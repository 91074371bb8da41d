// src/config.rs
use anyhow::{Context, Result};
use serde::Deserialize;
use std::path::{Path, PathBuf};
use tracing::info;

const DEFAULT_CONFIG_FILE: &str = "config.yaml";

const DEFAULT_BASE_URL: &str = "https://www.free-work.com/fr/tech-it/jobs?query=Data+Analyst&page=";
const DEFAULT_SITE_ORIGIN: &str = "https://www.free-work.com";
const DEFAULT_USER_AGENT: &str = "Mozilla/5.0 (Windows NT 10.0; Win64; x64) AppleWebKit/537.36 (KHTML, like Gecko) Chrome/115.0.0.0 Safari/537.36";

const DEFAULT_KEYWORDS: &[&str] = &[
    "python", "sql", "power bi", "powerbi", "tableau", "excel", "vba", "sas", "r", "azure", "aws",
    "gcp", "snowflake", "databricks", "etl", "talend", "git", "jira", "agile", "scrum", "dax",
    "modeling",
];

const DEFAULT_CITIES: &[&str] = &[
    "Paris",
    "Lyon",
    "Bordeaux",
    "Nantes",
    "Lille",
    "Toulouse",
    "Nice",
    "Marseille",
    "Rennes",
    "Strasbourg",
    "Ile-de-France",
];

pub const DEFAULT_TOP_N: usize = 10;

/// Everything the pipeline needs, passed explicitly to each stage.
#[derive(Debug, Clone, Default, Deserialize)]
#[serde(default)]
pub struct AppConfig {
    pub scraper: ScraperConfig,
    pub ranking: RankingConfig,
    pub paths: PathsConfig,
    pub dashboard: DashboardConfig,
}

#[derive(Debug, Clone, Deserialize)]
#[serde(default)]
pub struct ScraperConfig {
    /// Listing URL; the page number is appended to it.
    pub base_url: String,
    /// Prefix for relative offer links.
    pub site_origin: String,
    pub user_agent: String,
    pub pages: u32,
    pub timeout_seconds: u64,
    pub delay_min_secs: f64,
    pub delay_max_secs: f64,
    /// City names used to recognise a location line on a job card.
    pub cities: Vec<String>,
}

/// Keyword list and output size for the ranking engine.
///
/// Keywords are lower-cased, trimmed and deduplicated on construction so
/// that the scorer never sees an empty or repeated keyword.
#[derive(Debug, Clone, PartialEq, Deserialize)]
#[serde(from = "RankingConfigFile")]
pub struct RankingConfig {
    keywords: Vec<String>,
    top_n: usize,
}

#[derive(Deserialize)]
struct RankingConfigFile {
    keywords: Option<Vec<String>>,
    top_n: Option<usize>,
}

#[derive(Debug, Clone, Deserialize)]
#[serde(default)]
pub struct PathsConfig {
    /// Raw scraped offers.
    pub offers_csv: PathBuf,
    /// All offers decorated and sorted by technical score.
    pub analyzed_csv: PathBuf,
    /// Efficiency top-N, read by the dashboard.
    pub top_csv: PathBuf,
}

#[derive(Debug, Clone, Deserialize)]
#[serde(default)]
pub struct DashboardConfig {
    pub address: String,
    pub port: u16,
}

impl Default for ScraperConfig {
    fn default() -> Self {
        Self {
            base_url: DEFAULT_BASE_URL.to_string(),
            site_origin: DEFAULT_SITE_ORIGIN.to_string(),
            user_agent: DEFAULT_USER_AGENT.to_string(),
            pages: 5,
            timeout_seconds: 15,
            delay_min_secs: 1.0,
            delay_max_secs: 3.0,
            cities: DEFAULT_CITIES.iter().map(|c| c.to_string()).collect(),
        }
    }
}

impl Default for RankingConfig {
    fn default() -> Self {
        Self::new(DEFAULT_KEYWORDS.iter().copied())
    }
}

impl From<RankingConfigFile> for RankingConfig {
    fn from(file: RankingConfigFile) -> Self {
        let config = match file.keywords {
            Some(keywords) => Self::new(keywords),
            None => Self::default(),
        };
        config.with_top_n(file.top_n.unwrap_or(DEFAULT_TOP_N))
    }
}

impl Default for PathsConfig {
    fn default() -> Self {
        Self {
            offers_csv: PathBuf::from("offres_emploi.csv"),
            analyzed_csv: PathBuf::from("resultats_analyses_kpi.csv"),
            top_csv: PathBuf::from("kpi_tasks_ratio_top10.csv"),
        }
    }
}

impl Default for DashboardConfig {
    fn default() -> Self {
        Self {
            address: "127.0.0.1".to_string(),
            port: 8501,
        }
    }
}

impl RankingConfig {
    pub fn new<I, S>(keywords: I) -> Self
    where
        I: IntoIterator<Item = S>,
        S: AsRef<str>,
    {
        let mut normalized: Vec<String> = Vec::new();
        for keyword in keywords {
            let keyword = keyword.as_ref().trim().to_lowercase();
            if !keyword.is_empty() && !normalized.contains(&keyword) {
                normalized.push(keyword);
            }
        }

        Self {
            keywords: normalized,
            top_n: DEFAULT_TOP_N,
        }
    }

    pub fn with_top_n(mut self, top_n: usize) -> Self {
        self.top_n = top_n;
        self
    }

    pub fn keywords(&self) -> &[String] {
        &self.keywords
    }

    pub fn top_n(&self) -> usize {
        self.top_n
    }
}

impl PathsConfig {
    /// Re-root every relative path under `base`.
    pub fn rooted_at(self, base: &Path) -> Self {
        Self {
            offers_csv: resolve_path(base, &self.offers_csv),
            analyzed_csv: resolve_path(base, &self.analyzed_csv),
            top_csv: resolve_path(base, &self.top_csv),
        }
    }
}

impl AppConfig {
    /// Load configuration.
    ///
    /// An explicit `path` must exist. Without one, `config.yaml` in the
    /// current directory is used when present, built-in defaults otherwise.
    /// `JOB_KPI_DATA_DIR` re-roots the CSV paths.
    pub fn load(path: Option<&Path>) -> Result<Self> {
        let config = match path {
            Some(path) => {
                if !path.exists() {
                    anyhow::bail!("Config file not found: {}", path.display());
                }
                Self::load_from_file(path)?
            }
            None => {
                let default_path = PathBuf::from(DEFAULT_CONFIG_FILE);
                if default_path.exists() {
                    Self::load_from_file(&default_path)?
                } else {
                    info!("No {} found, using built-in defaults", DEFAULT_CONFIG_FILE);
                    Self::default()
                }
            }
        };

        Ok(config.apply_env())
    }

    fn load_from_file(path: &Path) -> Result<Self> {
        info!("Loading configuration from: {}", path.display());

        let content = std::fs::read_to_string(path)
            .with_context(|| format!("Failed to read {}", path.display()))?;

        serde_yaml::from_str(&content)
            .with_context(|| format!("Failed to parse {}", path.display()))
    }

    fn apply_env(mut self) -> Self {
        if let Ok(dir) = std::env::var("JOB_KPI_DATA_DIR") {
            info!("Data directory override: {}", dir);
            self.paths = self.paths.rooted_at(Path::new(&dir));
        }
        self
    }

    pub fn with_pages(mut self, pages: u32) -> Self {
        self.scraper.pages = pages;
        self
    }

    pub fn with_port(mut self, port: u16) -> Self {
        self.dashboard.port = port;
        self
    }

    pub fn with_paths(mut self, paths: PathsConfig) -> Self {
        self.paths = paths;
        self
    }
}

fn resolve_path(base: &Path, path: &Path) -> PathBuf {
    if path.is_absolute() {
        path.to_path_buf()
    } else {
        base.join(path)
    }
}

━━━━

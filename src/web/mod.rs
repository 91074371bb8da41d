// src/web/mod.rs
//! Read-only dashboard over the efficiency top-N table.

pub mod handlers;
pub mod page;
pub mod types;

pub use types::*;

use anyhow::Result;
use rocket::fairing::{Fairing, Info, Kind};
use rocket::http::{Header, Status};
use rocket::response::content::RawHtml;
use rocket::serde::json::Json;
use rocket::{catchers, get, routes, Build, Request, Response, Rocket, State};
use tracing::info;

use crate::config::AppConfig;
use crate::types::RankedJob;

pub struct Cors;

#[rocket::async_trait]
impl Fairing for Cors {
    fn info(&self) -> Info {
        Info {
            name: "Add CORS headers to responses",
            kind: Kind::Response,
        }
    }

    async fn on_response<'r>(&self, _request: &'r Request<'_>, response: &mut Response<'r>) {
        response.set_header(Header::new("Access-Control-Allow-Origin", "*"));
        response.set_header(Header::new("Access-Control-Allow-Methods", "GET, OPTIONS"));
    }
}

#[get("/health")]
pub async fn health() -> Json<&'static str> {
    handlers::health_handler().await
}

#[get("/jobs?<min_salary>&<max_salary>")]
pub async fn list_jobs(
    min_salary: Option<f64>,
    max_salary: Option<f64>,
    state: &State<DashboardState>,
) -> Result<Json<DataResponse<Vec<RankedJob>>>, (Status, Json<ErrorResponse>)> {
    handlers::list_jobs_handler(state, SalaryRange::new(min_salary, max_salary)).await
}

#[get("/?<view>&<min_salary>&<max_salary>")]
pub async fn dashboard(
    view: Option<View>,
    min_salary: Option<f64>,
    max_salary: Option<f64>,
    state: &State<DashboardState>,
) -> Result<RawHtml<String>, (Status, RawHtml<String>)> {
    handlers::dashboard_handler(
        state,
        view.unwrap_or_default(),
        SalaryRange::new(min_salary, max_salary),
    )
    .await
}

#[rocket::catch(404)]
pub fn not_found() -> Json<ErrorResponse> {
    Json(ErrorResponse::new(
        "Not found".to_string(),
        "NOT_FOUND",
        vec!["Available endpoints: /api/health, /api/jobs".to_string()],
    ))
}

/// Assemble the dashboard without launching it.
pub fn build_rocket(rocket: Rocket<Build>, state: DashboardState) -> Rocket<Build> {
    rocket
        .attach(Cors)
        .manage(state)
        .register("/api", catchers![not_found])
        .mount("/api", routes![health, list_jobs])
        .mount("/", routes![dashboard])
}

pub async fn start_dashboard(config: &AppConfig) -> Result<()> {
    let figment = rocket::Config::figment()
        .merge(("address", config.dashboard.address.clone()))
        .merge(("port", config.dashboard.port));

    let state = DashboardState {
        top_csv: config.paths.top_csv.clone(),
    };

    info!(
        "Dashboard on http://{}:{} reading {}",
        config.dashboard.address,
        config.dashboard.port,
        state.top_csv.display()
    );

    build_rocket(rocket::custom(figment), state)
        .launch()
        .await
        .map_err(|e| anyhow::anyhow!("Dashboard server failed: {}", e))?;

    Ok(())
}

━━━━

◆ **YOUR OBJECTIVE**: Wherever the word "PathBuf" appears in the entries above, copy that line.

◆ **EXERCISE OUTPUT**:
use std::path::{Path, PathBuf};
    pub offers_csv: PathBuf,
    pub analyzed_csv: PathBuf,
    pub top_csv: PathBuf,
            offers_csv: PathBuf::from("offres_emploi.csv"),
            analyzed_csv: PathBuf::from("resultats_analyses_kpi.csv"),
            top_csv: PathBuf::from("kpi_tasks_ratio_top10.csv"),
                let default_path = PathBuf::from(DEFAULT_CONFIG_FILE);
fn resolve_path(base: &Path, path: &Path) -> PathBuf {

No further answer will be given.